The success of these initiatives, as well as the company’s Vehicle Finance Group and Equipment Finance Group, manifested itself in a 61.5% increase in managed assets in 2007. New business volume for the year jumped 37%, to $1.7 billion — nearly half of it from direct origination. Since its inception in December of 1999, All Points Capital has financed in excess of $4.5 billion worth of equipment and has a current managed lease/loan portfolio of well over $3 billion.

Yet Rabin is quick to point out that in spite of all the change and growth since 2006, independent lessors can still count on the same dedicated level of service they had come to rely on from All Points Capital. This philosophy is best reflected in the company’s decision to use both the Capital One and All Points Capital name.

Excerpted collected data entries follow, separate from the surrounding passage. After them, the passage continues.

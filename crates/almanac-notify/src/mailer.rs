//! Mail transport seam.

use async_trait::async_trait;
use lettre::message::Mailbox;
use lettre::transport::smtp::authentication::Credentials;
use lettre::{AsyncSmtpTransport, AsyncTransport, Message, Tokio1Executor};

use crate::NotifyError;

/// External mail-sending collaborator.
#[async_trait]
pub trait Mailer: Send + Sync {
    async fn send(
        &self,
        subject: &str,
        body: &str,
        recipients: &[String],
    ) -> Result<(), NotifyError>;
}

/// Fallback transport that logs reminders instead of sending them.
/// Used when SMTP is not configured.
pub struct LogMailer;

#[async_trait]
impl Mailer for LogMailer {
    async fn send(
        &self,
        subject: &str,
        _body: &str,
        recipients: &[String],
    ) -> Result<(), NotifyError> {
        tracing::info!(subject, ?recipients, "SMTP not configured, logging reminder instead");
        Ok(())
    }
}

/// SMTP transport backed by lettre.
pub struct SmtpMailer {
    transport: AsyncSmtpTransport<Tokio1Executor>,
    from: Mailbox,
}

impl SmtpMailer {
    /// Build a relay transport with credentials and a sender address.
    pub fn new(
        host: &str,
        username: &str,
        password: &str,
        from: &str,
    ) -> Result<Self, NotifyError> {
        let transport = AsyncSmtpTransport::<Tokio1Executor>::relay(host)
            .map_err(|e| NotifyError::Delivery(e.to_string()))?
            .credentials(Credentials::new(username.to_string(), password.to_string()))
            .build();

        let from = from
            .parse()
            .map_err(|e| NotifyError::Delivery(format!("invalid sender address: {e}")))?;

        Ok(Self { transport, from })
    }
}

#[async_trait]
impl Mailer for SmtpMailer {
    async fn send(
        &self,
        subject: &str,
        body: &str,
        recipients: &[String],
    ) -> Result<(), NotifyError> {
        let mut builder = Message::builder().from(self.from.clone()).subject(subject);
        for recipient in recipients {
            let mailbox: Mailbox = recipient
                .parse()
                .map_err(|e| NotifyError::Delivery(format!("invalid recipient: {e}")))?;
            builder = builder.to(mailbox);
        }

        let message = builder
            .body(body.to_string())
            .map_err(|e| NotifyError::Delivery(e.to_string()))?;

        self.transport
            .send(message)
            .await
            .map_err(|e| NotifyError::Delivery(e.to_string()))?;
        Ok(())
    }
}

“We’ve made a strategic decision to utilize the All Points Capital name for all of our indirect businesses where we acquire assets from and service independent equipment leasing companies, and for the rest of our businesses — for all of our direct go-to-market business — 
we’re using Capital One Equipment Leasing & Finance,” explains Rabin. “[By doing this] we’re able to leverage the brand for our direct business while maintaining our focus on the independent lessor and not dominating, perhaps, the lessees’ perspective by introducing a bigger bank entity into the mix.”

Like everyone in the finance industry this year, Rabin says the state of the economy has been an area of concern, particularly for companies involved heavily in the consumer sector like Capital One. He adds that the company’s decision to diversify into commercial lending has provided a vital safety net.

“The business is margined properly to withstand significant losses, or write-downs, even in a bad economy,” he says. “I’m confident that the bank will see its way clear through the recession and be prepared when we come out of it to be in a better place competitively than we are right now.”

Rabin says he believes that as the economy recovers, COEL&F/All Points Capital will be positioned to take advantage of opportunities beyond what he calls the “risk adverse lines” the company has found most fruitful during the current downturn.

“We would hope that when we come out of this and the economy picks up again there may be some opportunities for us to look at more revenue opportunities in higher-yielding products with acceptable risk levels in areas such as vendor finance or even perhaps a smaller-ticket finance programs, which we currently don’t entertain,” he says.

“Clearly now is a buying opportunity if you wanted to just load up on portfolios, but we’re not looking to do that—we’re still a company that’s going to grow organically for the most part.”